◆ Brief: Return each line of the records below that contains the word "impl".

◆ Supplied records:
========
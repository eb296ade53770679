use std::collections::HashMap;

use async_trait::async_trait;
use fieldlens_application::SessionTokenProvider;
use fieldlens_core::{AppError, AppResult, OrgDomain, SessionToken};
use tokio::sync::RwLock;

/// Token provider backed by tokens handed over out of band, one per domain.
#[derive(Debug, Default)]
pub struct ConfiguredSessionTokenProvider {
    tokens: RwLock<HashMap<OrgDomain, SessionToken>>,
}

impl ConfiguredSessionTokenProvider {
    /// Creates a provider without any tokens.
    #[must_use]
    pub fn new() -> Self {
        Self::default()
    }

    /// Creates a provider holding a single token.
    #[must_use]
    pub fn with_token(domain: OrgDomain, token: SessionToken) -> Self {
        Self {
            tokens: RwLock::new(HashMap::from([(domain, token)])),
        }
    }

    /// Registers or replaces the token for a domain.
    pub async fn register(&self, domain: OrgDomain, token: SessionToken) {
        self.tokens.write().await.insert(domain, token);
    }
}

#[async_trait]
impl SessionTokenProvider for ConfiguredSessionTokenProvider {
    async fn session_token(&self, domain: &OrgDomain) -> AppResult<SessionToken> {
        self.tokens
            .read()
            .await
            .get(domain)
            .cloned()
            .ok_or_else(|| AppError::Unauthorized(format!("no session token for '{domain}'")))
    }
}

#[cfg(test)]
mod tests {
    use fieldlens_application::SessionTokenProvider;
    use fieldlens_core::{AppError, OrgDomain, SessionToken};

    use super::ConfiguredSessionTokenProvider;

    fn domain(host: &str) -> OrgDomain {
        OrgDomain::from_presentation_host(host)
            .unwrap_or_else(|error| panic!("host should parse: {error}"))
    }

    #[tokio::test]
    async fn returns_token_registered_for_the_api_domain() {
        let provider = ConfiguredSessionTokenProvider::new();
        let token = SessionToken::new("00Dxx!abc").unwrap_or_else(|error| panic!("{error}"));
        provider
            .register(domain("acme.my.salesforce.com"), token.clone())
            .await;

        let resolved = provider
            .session_token(&domain("acme.lightning.force.com"))
            .await;

        assert!(resolved.is_ok_and(|resolved| resolved == token));
    }

    #[tokio::test]
    async fn unknown_domain_is_unauthorized() {
        let provider = ConfiguredSessionTokenProvider::new();
        let result = provider.session_token(&domain("other.my.salesforce.com")).await;
        assert!(matches!(result, Err(AppError::Unauthorized(_))));
    }
}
========
◆ Task output:
impl ConfiguredSessionTokenProvider {
impl SessionTokenProvider for ConfiguredSessionTokenProvider {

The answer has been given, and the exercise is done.